The facts and the evidence
(a) The basic chronology
"…the Commissioners do not accept Pearl's view that the principles of the Kretztechnik case apply to what they describe as the investment elements of the products described in the claims for overpaid input tax by Pearl…"
"The Appeal in relation to Pearl is bound to fail as the Appellant [PGMS] is not entitled to claim on behalf of Pearl VAT allegedly under-recovered by Pearl in the period before it was a member of the Appellant's VAT group."
(b) Initial disclosure by the Commissioners
"It is a trite point that parties to litigation do not owe each other a duty of care, and while it may be unfortunate that neither party correctly analysed which Pearl entity was the correct claimant until the limitation period had elapsed, absent bad faith and/or the creation of a legitimate expectation, the Commissioners are entitled – and we would say in the interests of fairness to the general body of taxpayers normally expected – to refuse to accept a claim made out of time."
"identified that substantial part of claim not made by correct taxable person as pearl was in henderson VAT group and that VAT group is still extant therefore only the rep member of that VAT group can claim …"
(c) The Commissioners' undertaking to the court
"…(i) provides any further relevant information - and any significant documents - which explain the Defendants' consideration of the Claimants' claim for repayment during the five-year period from the making of the claim on 9th November 2007 until Mrs Sheila Brown's note of 29th June 2012 identifying that a substantial part of the claim was not made by the correct person, including in particular an explanation (insofar as possible) as to why no question of the Claimants' entitlement to make the claim was raised during that period and (ii) confirms that there is no documentary material prior to that dated 29 June 2012 already disclosed related to the identity of the appropriate claimant for repayment of under-recovered input VAT and (insofar as possible) explaining the circumstances of Ms Brown's composition of that note."

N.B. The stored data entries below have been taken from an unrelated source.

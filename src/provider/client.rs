//! Google 词典接口客户端
//!
//! 调用 clients5.google.com 的词典接口获取单词翻译，
//! 并把松散的响应结构规范化为 [`FetchedTranslation`]。

use std::time::Duration;

use async_trait::async_trait;
use reqwest::header;
use serde::Deserialize;
use url::Url;

use super::{FetchedTranslation, ProviderError, TranslationProvider};

/// Google 词典响应中实际使用的字段
///
/// 响应还携带大量未使用的字段（ld_result 等），反序列化时忽略。
#[derive(Debug, Deserialize)]
struct GoogleDictPayload {
    src: String,
    sentences: Vec<serde_json::Value>,
    #[serde(rename = "dict")]
    dict_entries: Option<Vec<serde_json::Value>>,
}

/// 基于 Google 词典接口的翻译提供者
pub struct GoogleTranslateClient {
    client: reqwest::Client,
    endpoint: Url,
}

impl GoogleTranslateClient {
    /// 创建客户端
    ///
    /// Google 的接口在无 Cookie 时会对部分地区返回同意页，
    /// 因此所有请求都携带 `CONSENT=YES+`。
    pub fn new(api_url: &str, timeout: Duration) -> Result<Self, ProviderError> {
        let endpoint = Url::parse(api_url)
            .map_err(|e| ProviderError::InvalidEndpoint(format!("{}: {}", api_url, e)))?;

        let mut headers = header::HeaderMap::new();
        headers.insert(
            header::COOKIE,
            header::HeaderValue::from_static("CONSENT=YES+"),
        );

        let client = reqwest::Client::builder()
            .timeout(timeout)
            .default_headers(headers)
            .build()?;

        Ok(Self { client, endpoint })
    }

    fn request_url(&self, word: &str, target_lang: &str) -> Url {
        let mut url = self.endpoint.clone();
        url.query_pairs_mut()
            .append_pair("dj", "1")
            .append_pair("dt", "t")
            .append_pair("dt", "sp")
            .append_pair("dt", "ld")
            .append_pair("dt", "bd")
            .append_pair("client", "dict-chrome-ex")
            .append_pair("sl", "auto")
            .append_pair("tl", target_lang)
            .append_pair("q", word);
        url
    }
}

#[async_trait]
impl TranslationProvider for GoogleTranslateClient {
    async fn fetch_translation(
        &self,
        word: &str,
        target_lang: &str,
    ) -> Result<FetchedTranslation, ProviderError> {
        let url = self.request_url(word, target_lang);

        tracing::debug!("请求翻译接口: word={}, target_lang={}", word, target_lang);

        let response = self.client.get(url).send().await?.error_for_status()?;
        let payload: serde_json::Value = response.json().await?;

        normalize_payload(target_lang, payload)
    }

    fn name(&self) -> &str {
        "google-translate"
    }
}

/// 把 Google 词典响应归一化为内部结构
///
/// 检测出的源语言挪到 `origin_language`，`src` 改写为本次查询的目标语言，
/// `dict` 改名为 `data`；`dict` 缺失时 `data` 为 None 而不是报错。
fn normalize_payload(
    target_lang: &str,
    payload: serde_json::Value,
) -> Result<FetchedTranslation, ProviderError> {
    let payload: GoogleDictPayload = serde_json::from_value(payload)
        .map_err(|e| ProviderError::Parse(format!("响应结构不符合预期: {}", e)))?;

    Ok(FetchedTranslation {
        origin_language: payload.src,
        src: target_lang.to_string(),
        sentences: payload.sentences,
        data: payload.dict_entries,
    })
}
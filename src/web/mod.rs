//! Web 服务器模块
//!
//! 暴露单词查询、列表、删除与状态四个 HTTP 接口

pub mod config;
pub mod handlers;
pub mod routes;
pub mod types;

pub use config::*;
pub use handlers::*;
pub use routes::*;
pub use types::*;

use std::sync::Arc;

use axum::Router;
use thiserror::Error;
use tower_http::cors::CorsLayer;

use crate::provider::{GoogleTranslateClient, ProviderError};
use crate::storage::{StoreError, WordStore};
use crate::words::WordService;

/// Web 服务器错误
#[derive(Error, Debug)]
pub enum WebServerError {
    /// 配置错误
    #[error("配置错误: {0}")]
    Config(#[from] crate::env::EnvError),

    /// 存储初始化失败
    #[error("存储初始化失败: {0}")]
    Store(#[from] StoreError),

    /// 翻译提供者初始化失败
    #[error("翻译提供者初始化失败: {0}")]
    Provider(#[from] ProviderError),

    /// 监听或请求处理失败
    #[error("服务器错误: {0}")]
    Io(#[from] std::io::Error),
}

/// Web 服务器
pub struct WebServer {
    config: WebConfig,
}

impl WebServer {
    /// 创建新的 Web 服务器
    pub fn new(config: WebConfig) -> Self {
        Self { config }
    }

    /// 启动 Web 服务器
    pub async fn start(&self) -> Result<(), WebServerError> {
        self.config.validate()?;

        // 初始化存储
        let store = WordStore::connect(
            &self.config.database.url,
            self.config.database.max_connections,
        )
        .await?;

        // 初始化翻译提供者
        let provider =
            GoogleTranslateClient::new(&self.config.provider.api_url, self.config.provider.timeout)?;

        let app_state = Arc::new(AppState {
            word_service: WordService::new(store, Arc::new(provider)),
            default_target_lang: self.config.provider.default_target_lang.clone(),
        });

        let app = create_router(app_state);

        let listener = tokio::net::TcpListener::bind(self.config.listen_address()).await?;

        println!("Web server starting at http://{}", self.config.listen_address());

        axum::serve(listener, app).await?;

        Ok(())
    }
}

/// 创建路由器
fn create_router(app_state: Arc<AppState>) -> Router {
    let app = create_routes().with_state(app_state);

    // 添加CORS支持
    app.layer(CorsLayer::permissive())
}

(d) The Commissioners' further disclosure and explanation
i) On 20 November 2007 Mr Prentice emailed numerous officers of HMRC, including Mrs Brown, notifying them of the Claim. Mr Prentice asked Mrs Brown to note the "Fleming" claim and asked if there was any other information she needed;
ii) On 5 May 2011 Ms Watkins (who was undertaking a review of the initial rejection of the Claim) emailed Mr Kensell in relation to whether entitlement to claim had been checked. Ms Watkins asked to be "put out of her misery", saying "One of the first things I have to consider is the entitlement to make the claim which I know you will have considered" and referring to the fact that "the Henderson VRN only came into existence on 01.04.77".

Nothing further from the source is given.